Another perceived issue is that competitive conditions have changed since Japan and Korea successfully implemented export-oriented growth strategies. Since its creation in 1995 as the successor to the General Agreement on Tariffs and Trade (GATT), the WTO provides for stricter disciplines on subsidies and other potential support measures.  But the WTO’s bark has proven to be bigger than its bite. Again, China has managed to utilise state-led development strategies to attract investment, boost and insulate domestic industries and become the world’s largest exporter of manufactured goods.

Make no mistake, the inclusion of larger, mature markets in the industrial policy game will make it even more difficult for smaller countries to successfully implement industrial policy. Such countries, both rich and poor, cannot compete against excessively subsidised goods on the world market or break into closed markets.  

World trade is becoming more fragmented as protectionism and nationalism trumps economic efficiency and market economics. The key may be not in attempting large-scale industrial policy initiatives but rather in focusing on harnessing existing strengths and areas of comparative advantage. This may be particularly important for developing economies.

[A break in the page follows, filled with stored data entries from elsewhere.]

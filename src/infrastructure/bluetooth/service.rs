//! Tracker Service Module
//!
//! The single logical thread of control. Owns the [`BatteryTracker`], runs
//! every transport request as its own task with a bounded wait, and feeds
//! completions, transport events and user intents back into the tracker one
//! at a time.

use crate::domain::commands::{Completion, TransportRequest};
use crate::domain::models::{TransportEvent, UserIntent};
use crate::domain::tracker::{BatteryTracker, TrackerConfig, ViewSnapshot};
use crate::error::TransportError;
use crate::infrastructure::bluetooth::transport::Transport;
use std::future::Future;
use std::sync::Arc;
use std::time::Duration;
use tokio::sync::{mpsc, watch};
use tracing::{debug, info, warn};

/// Event loop coordinating the tracker and the transport
pub struct TrackerService<T: Transport> {
    transport: Arc<T>,
    tracker: BatteryTracker,
    request_timeout: Duration,
    completion_tx: mpsc::UnboundedSender<Completion>,
    completion_rx: mpsc::UnboundedReceiver<Completion>,
    view_tx: watch::Sender<ViewSnapshot>,
}

impl<T: Transport> TrackerService<T> {
    /// Create the service and the receiver the view reads snapshots from
    pub fn new(
        transport: Arc<T>,
        config: TrackerConfig,
        request_timeout: Duration,
    ) -> (Self, watch::Receiver<ViewSnapshot>) {
        let (completion_tx, completion_rx) = mpsc::unbounded_channel();
        let (view_tx, view_rx) = watch::channel(ViewSnapshot::default());
        let service = Self {
            transport,
            tracker: BatteryTracker::new(config),
            request_timeout,
            completion_tx,
            completion_rx,
            view_tx,
        };
        (service, view_rx)
    }

    /// Run until [`UserIntent::Shutdown`] arrives or the intent channel
    /// closes, then unsubscribe and clear.
    pub async fn run(
        mut self,
        mut events: mpsc::UnboundedReceiver<TransportEvent>,
        mut intents: mpsc::UnboundedReceiver<UserIntent>,
    ) {
        info!("Battery tracker started");
        let requests = self.tracker.start();
        self.dispatch(requests);
        self.publish();

        let mut events_open = true;
        loop {
            let requests = tokio::select! {
                Some(completion) = self.completion_rx.recv() => {
                    self.tracker.handle_completion(completion)
                }
                event = events.recv(), if events_open => match event {
                    Some(event) => self.tracker.handle_event(event),
                    None => {
                        warn!("Transport event stream closed");
                        events_open = false;
                        Vec::new()
                    }
                },
                intent = intents.recv() => match intent {
                    Some(UserIntent::Select(address)) => self.tracker.user_select(address),
                    Some(UserIntent::Shutdown) | None => break,
                },
            };
            self.dispatch(requests);
            self.publish();
        }

        self.shutdown().await;
    }

    async fn shutdown(&mut self) {
        // Wait for the unsubscribe here; nothing is left to receive it later.
        for request in self.tracker.shutdown() {
            let completion = execute(self.transport.as_ref(), request, self.request_timeout).await;
            self.tracker.handle_completion(completion);
        }
        self.publish();
        info!("Battery tracker stopped");
    }

    fn dispatch(&self, requests: Vec<TransportRequest>) {
        for request in requests {
            debug!("Dispatching {}", request.operation());
            let transport = Arc::clone(&self.transport);
            let sender = self.completion_tx.clone();
            let timeout = self.request_timeout;
            tokio::spawn(async move {
                let completion = execute(transport.as_ref(), request, timeout).await;
                let _ = sender.send(completion);
            });
        }
    }

    fn publish(&self) {
        let next = self.tracker.view();
        self.view_tx.send_if_modified(|current| {
            if *current == next {
                false
            } else {
                *current = next;
                true
            }
        });
    }
}

async fn bounded<R>(
    operation: &'static str,
    limit: Duration,
    call: impl Future<Output = Result<R, TransportError>>,
) -> Result<R, TransportError> {
    match tokio::time::timeout(limit, call).await {
        Ok(result) => result,
        Err(_) => Err(TransportError::Timeout(operation, limit.as_millis() as u64)),
    }
}

async fn execute<T: Transport>(
    transport: &T,
    request: TransportRequest,
    limit: Duration,
) -> Completion {
    let operation = request.operation();
    match request {
        TransportRequest::GetAdapterState => {
            Completion::AdapterState(bounded(operation, limit, transport.adapter_state()).await)
        }
        TransportRequest::ListPeripherals => {
            Completion::Peripherals(bounded(operation, limit, transport.devices()).await)
        }
        TransportRequest::ListServices { address, purpose } => {
            let result = bounded(operation, limit, transport.services(&address)).await;
            Completion::Services {
                address,
                purpose,
                result,
            }
        }
        TransportRequest::GetPeripheral {
            address,
            service_uuid,
            generation,
        } => {
            let result = bounded(operation, limit, transport.device(&address)).await;
            Completion::Peripheral {
                address,
                service_uuid,
                generation,
                result,
            }
        }
        TransportRequest::GetCharacteristics { service, token } => {
            let result = bounded(operation, limit, transport.characteristics(&service)).await;
            Completion::Characteristics {
                service,
                token,
                result,
            }
        }
        TransportRequest::StartNotifications {
            characteristic,
            token,
        } => {
            let result = bounded(
                operation,
                limit,
                transport.start_notifications(&characteristic),
            )
            .await;
            Completion::NotificationsStarted {
                characteristic,
                token,
                result,
            }
        }
        TransportRequest::StopNotifications { characteristic } => {
            let result = bounded(
                operation,
                limit,
                transport.stop_notifications(&characteristic),
            )
            .await;
            Completion::NotificationsStopped {
                characteristic,
                result,
            }
        }
        TransportRequest::ReadValue {
            characteristic,
            token,
        } => {
            let result = bounded(
                operation,
                limit,
                transport.read_characteristic_value(&characteristic),
            )
            .await;
            Completion::ValueRead {
                characteristic,
                token,
                result,
            }
        }
    }
}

Here we can lean on the insights of Justin Yifu Lin, a professor at Peking University and former Chief Economist and Senior Vice President of the World Bank. This is perhaps the central insight of Lin’s theory of new structural economics. What Lin is attempting to do is combine neoclassical economics and structuralism (the theory that led to import substitution) to produce a development economic theory that does not reject contemporary economic analysis but still remains sensitive to the specific circumstances of developing economies. The key to the theory is the nuanced take on government intervention. The theory does not presume, and seems to reject, that governments can be all-knowing or altruistic but likewise stresses the role of the state in development.

Governments can promote industralisation in a number of ways, ranging from providing information about new industries, coordinating investments across firms and industries, remedying informational externalities, promoting innovation-boosting measures, providing worker training and export credits, and through setting policies that encourage foreign direct investment and technology transfer. It is also important to note here that such a theory could apply not only to manufacturing sectors but also to services.

New structural economics differs from structuralist economics in that it is not seeking governments to fight against comparative advantage; rather, the theory stresses the central role of the market and the role the government could play in harnessing existing strengths so as to facilitate comparative advantage. This implies targeted support of select industries, rather than a widespread embrace of import substitution. While the line between what Lin is advocating and old-school structuralism can at times be blurred, the lesson is nevertheless important – offset market distortions and induce firms to make choices that harness the power of comparative advantage. 

Regardless of what industrial policy is utilised, it is important for governments to have a clear purpose and an overarching holistic policy. Most notably, is the policy seeking to exclude foreign competitors from the domestic market or to increase the competitiveness of domestic producers?  The industrial policy being embraced by many seems more scattershot than as part of a clear policy with identifiable objectives. This is a shame and guaranteed to produce more losers than winners.

Acknowledgement: The author acknowledges funding support by the Hong Kong General Research Fund (project no. 14609722) for a project entitled, ‘Engaging with China to Reform the World Trading System’.